Work to complete:
Begin at the top of the listing below. Write each line out exactly, ending with the line that holds "pub fn square(width: usize, height: usize)".

Supplied material:

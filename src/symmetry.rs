//! Detection of positions that are symmetric under the point reflection of
//! the board, with the colors of each pair of players exchanged.
//!
//! In the symmetric variants the second color of a pair can answer every
//! move of the first color with its mirror image. Such positions are scored
//! as a draw in the playouts, which pushes the first player to break the
//! symmetry early.

use crate::board::Board;
use crate::variant::Color;

/// Color that mirrors `c` (0 <-> 1, 2 <-> 3).
#[inline]
pub fn mirror_color(c: Color) -> Color {
    Color(c.0 ^ 1)
}

/// Check if the position is no longer symmetric.
///
/// If the first color of a pair is to play, every point must be mirrored by
/// a point of the mirror color. If the second color is to play, the last
/// move of the first color is allowed to be unanswered as long as its
/// mirror points are still empty.
pub fn is_symmetry_broken(bd: &Board) -> bool {
    let geo = bd.geometry();
    if !bd.variant().is_symmetric() || !geo.is_point_symmetric() {
        return true;
    }
    let to_play = bd.to_play();
    let mut last_points: &[_] = &[];
    if !to_play.is_first_of_pair() {
        match bd.moves().last() {
            Some(last) if last.mv.is_regular() && last.color == mirror_color(to_play) => {
                last_points = bd.board_const().move_info(last.mv).points();
            }
            Some(_) => return true,
            None => {}
        }
    }
    for &p in geo.points() {
        let symm = geo.symmetric_point(p);
        if last_points.contains(&p) {
            if bd.point_state(symm).is_some() {
                return true;
            }
            continue;
        }
        let expected = bd.point_state(p).map(mirror_color);
        if bd.point_state(symm) != expected && !last_points.contains(&symm) {
            return true;
        }
    }
    false
}
impl Geometry {
    /// A rectangular board of squares.
    pub fn square(width: usize, height: usize) -> Self {
        let cells = (0..height as i32)
            .flat_map(|y| (0..width as i32).map(move |x| (x, y)))
            .collect::<Vec<_>>();
        let center = (width as i32, height as i32);
        Self::build(GeometryKind::Square, width, height, &cells, center)
    }

    /// A hexagon of triangles with `edge` triangles per side.
    pub fn trigon(edge: usize) -> Self {
        let kind = GeometryKind::Trigon;
        let s = edge as i32;
        // Centre vertex at lattice (0, s); collect all cells inside the hexagon.
        let in_hex = |(a, b): Vertex| {
            let (da, db) = (a, b - s);
            da.abs().max(db.abs()).max((da + db).abs()) <= s
        };
        let mut cells = Vec::new();
        for y in 0..2 * s {
            for x in -(4 * s + 4)..(4 * s + 4) {
                if kind.vertices(x, y).into_iter().all(in_hex) {
                    cells.push((x, y));
                }
            }
        }
        let min_x = cells.iter().map(|c| c.0).min().unwrap_or(0);
        // Shift by an even amount so that the orientation of cells is kept.
        let shift = min_x - min_x.rem_euclid(2);
        for c in &mut cells {
            c.0 -= shift;
        }
        let width = cells.iter().map(|c| c.0).max().unwrap_or(0) as usize + 1;
        let height = 2 * edge;
        // The lattice coordinate a moves by half the shift of x.
        let center = (-shift, 2 * s);
        Self::build(kind, width, height, &cells, center)
    }

    /// `center2` is twice the centre vertex, so that the point reflection of
    /// vertex `v` is `center2 - v`.
    fn build(
        kind: GeometryKind,
        width: usize,
        height: usize,
        cells: &[(i32, i32)],
        center2: Vertex,
    ) -> Self {
        let range = width * height;
        let mut on_board = vec![false; range];
        for &(x, y) in cells {
            on_board[y as usize * width + x as usize] = true;
        }
        let lookup = |x: i32, y: i32| -> Option<Point> {
            if x < 0 || y < 0 || x as usize >= width || y as usize >= height {
                return None;
            }
            let i = y as usize * width + x as usize;
            on_board[i].then(|| Point::new(i))
        };
        let mut adj = vec![SmallVec::new(); range];
        let mut diag = vec![SmallVec::new(); range];
        let mut symmetric = vec![Point::NULL; range];
        let mut centroid = vec![(0.0, 0.0); range];
        let mut points = Vec::with_capacity(cells.len());
        for &(x, y) in cells {
            let p = lookup(x, y).unwrap_or(Point::NULL);
            points.push(p);
            adj[p.index()] = kind
                .lattice_adj(x, y)
                .into_iter()
                .filter_map(|(nx, ny)| lookup(nx, ny))
                .collect();
            diag[p.index()] = kind
                .lattice_diag(x, y)
                .into_iter()
                .filter_map(|(nx, ny)| lookup(nx, ny))
                .collect();
            let mirrored: Vertices = kind
                .vertices(x, y)
                .into_iter()
                .map(|(a, b)| (center2.0 - a, center2.1 - b))
                .collect();
            let (mx, my) = kind.cell_from_vertices(&mirrored);
            symmetric[p.index()] = lookup(mx, my).unwrap_or(Point::NULL);
            centroid[p.index()] = kind.centroid(x, y);
        }
        points.sort();
        let n = points.len() as f64;
        let center = points.iter().fold((0.0, 0.0), |(cx, cy), p| {
            let (x, y) = centroid[p.index()];
            (cx + x / n, cy + y / n)
        });
        Self {
            kind,
            width,
            height,
            on_board,
            points,
            adj,
            diag,
            symmetric,
            centroid,
            center,
            center2,
        }
    }

    #[inline]
    pub fn kind(&self) -> GeometryKind {
        self.kind
    }

    #[inline]
    pub fn width(&self) -> usize {
        self.width
    }

    #[inline]
    pub fn height(&self) -> usize {
        self.height
    }

    /// Size of per-point arrays (includes cells outside the board shape).
    #[inline]
    pub fn range(&self) -> usize {
        self.width * self.height
    }

    /// All on-board points in increasing order.
    #[inline]
    pub fn points(&self) -> &[Point] {
        &self.points
    }

    pub fn point(&self, x: usize, y: usize) -> Option<Point> {
        if x >= self.width || y >= self.height {
            return None;
        }
        let i = y * self.width + x;
        self.on_board[i].then(|| Point::new(i))
    }

    #[inline]
    pub fn adj(&self, p: Point) -> &[Point] {
        &self.adj[p.index()]
    }

    #[inline]
    pub fn diag(&self, p: Point) -> &[Point] {
        &self.diag[p.index()]
    }

    /// Mirror point under the point reflection through the board centre.
    #[inline]
    pub fn symmetric_point(&self, p: Point) -> Point {
        self.symmetric[p.index()]
    }

    /// Rotate a point about the board centre by `t` elementary rotations.
    /// Returns `Point::NULL` if the image is not on the board.
    pub fn rotate_point(&self, p: Point, t: usize) -> Point {
        let (x, y) = (p.x(self.width) as i32, p.y(self.width) as i32);
        let (cx, cy) = self.center2;
        let rotated: Vertices = self
            .kind
            .vertices(x, y)
            .into_iter()
            .map(|(a, b)| {
                let (ra, rb) = self.kind.transform_vertex(t, (2 * a - cx, 2 * b - cy));
                ((ra + cx) / 2, (rb + cy) / 2)
            })
            .collect();
        let (rx, ry) = self.kind.cell_from_vertices(&rotated);
        if rx < 0 || ry < 0 {
            return Point::NULL;
        }
        self.point(rx as usize, ry as usize).unwrap_or(Point::NULL)
    }

    /// On-board point whose centre is closest to the Euclidean position.
    pub fn nearest_point(&self, x: f64, y: f64) -> Option<Point> {
        self.points.iter().copied().min_by(|&p, &q| {
            let dp = (self.centroid[p.index()].0 - x).powi(2) + (self.centroid[p.index()].1 - y).powi(2);
            let dq = (self.centroid[q.index()].0 - x).powi(2) + (self.centroid[q.index()].1 - y).powi(2);
            dp.total_cmp(&dq)
        })
    }

    /// Board centre in Euclidean coordinates.
    pub fn center(&self) -> (f64, f64) {
        self.center
    }

    /// Whether the board shape is invariant under the point reflection.
    pub fn is_point_symmetric(&self) -> bool {
        self.points.iter().all(|&p| !self.symmetric[p.index()].is_null())
    }

    /// Euclidean distance of a cell centre to the board centre.
    pub fn center_distance(&self, p: Point) -> f64 {
        let (x, y) = self.centroid[p.index()];
        ((x - self.center.0).powi(2) + (y - self.center.1).powi(2)).sqrt()
    }

    /// Euclidean distance between two cell centres.
    pub fn distance(&self, p: Point, q: Point) -> f64 {
        let (px, py) = self.centroid[p.index()];
        let (qx, qy) = self.centroid[q.index()];
        ((px - qx).powi(2) + (py - qy).powi(2)).sqrt()
    }

    /// Convert a point to a string like `a1` (column letters, rows counted
    /// from the bottom).
    pub fn point_to_string(&self, p: Point) -> String {
        let x = p.x(self.width);
        let y = p.y(self.width);
        format!("{}{}", column_label(x), self.height - y)
    }

    /// Parse a point string. Returns `None` for malformed or off-board input.
    pub fn parse_point(&self, s: &str) -> Option<Point> {
        let s = s.trim();
        let split = s.find(|c: char| c.is_ascii_digit())?;
        let (col, row) = s.split_at(split);
        if col.is_empty() || col.len() > 3 || !col.chars().all(|c| c.is_ascii_lowercase()) {
            return None;
        }
        let x = col
            .bytes()
            .fold(0usize, |acc, b| acc * 26 + (b - b'a') as usize + 1)
            - 1;
        let row: usize = row.parse().ok()?;
        if row == 0 || row > self.height {
            return None;
        }
        self.point(x, self.height - row)
    }
}

/// Column letters: a..z, aa, ab, ...
fn column_label(mut x: usize) -> String {
    let mut label = Vec::new();
    loop {
        label.push(b'a' + (x % 26) as u8);
        if x < 26 {
            break;
        }
        x = x / 26 - 1;
    }
    label.reverse();
    String::from_utf8(label).unwrap_or_default()
}

impl fmt::Debug for Geometry {
    fn fmt(&self, f: &mut fmt::Formatter<'_>) -> fmt::Result {
        f.debug_struct("Geometry")
            .field("kind", &self.kind)
            .field("width", &self.width)
            .field("height", &self.height)
            .field("points", &self.points.len())
            .finish()
    }
}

Output for this task:
filename src/symmetry.rs
//! Detection of positions that are symmetric under the point reflection of
//! the board, with the colors of each pair of players exchanged.
//!
//! In the symmetric variants the second color of a pair can answer every
//! move of the first color with its mirror image. Such positions are scored
//! as a draw in the playouts, which pushes the first player to break the
//! symmetry early.

use crate::board::Board;
use crate::variant::Color;

/// Color that mirrors `c` (0 <-> 1, 2 <-> 3).
#[inline]
pub fn mirror_color(c: Color) -> Color {
    Color(c.0 ^ 1)
}

/// Check if the position is no longer symmetric.
///
/// If the first color of a pair is to play, every point must be mirrored by
/// a point of the mirror color. If the second color is to play, the last
/// move of the first color is allowed to be unanswered as long as its
/// mirror points are still empty.
pub fn is_symmetry_broken(bd: &Board) -> bool {
    let geo = bd.geometry();
    if !bd.variant().is_symmetric() || !geo.is_point_symmetric() {
        return true;
    }
    let to_play = bd.to_play();
    let mut last_points: &[_] = &[];
    if !to_play.is_first_of_pair() {
        match bd.moves().last() {
            Some(last) if last.mv.is_regular() && last.color == mirror_color(to_play) => {
                last_points = bd.board_const().move_info(last.mv).points();
            }
            Some(_) => return true,
            None => {}
        }
    }
    for &p in geo.points() {
        let symm = geo.symmetric_point(p);
        if last_points.contains(&p) {
            if bd.point_state(symm).is_some() {
                return true;
            }
            continue;
        }
        let expected = bd.point_state(p).map(mirror_color);
        if bd.point_state(symm) != expected && !last_points.contains(&symm) {
            return true;
        }
    }
    false
}
impl Geometry {
    /// A rectangular board of squares.
    pub fn square(width: usize, height: usize) -> Self {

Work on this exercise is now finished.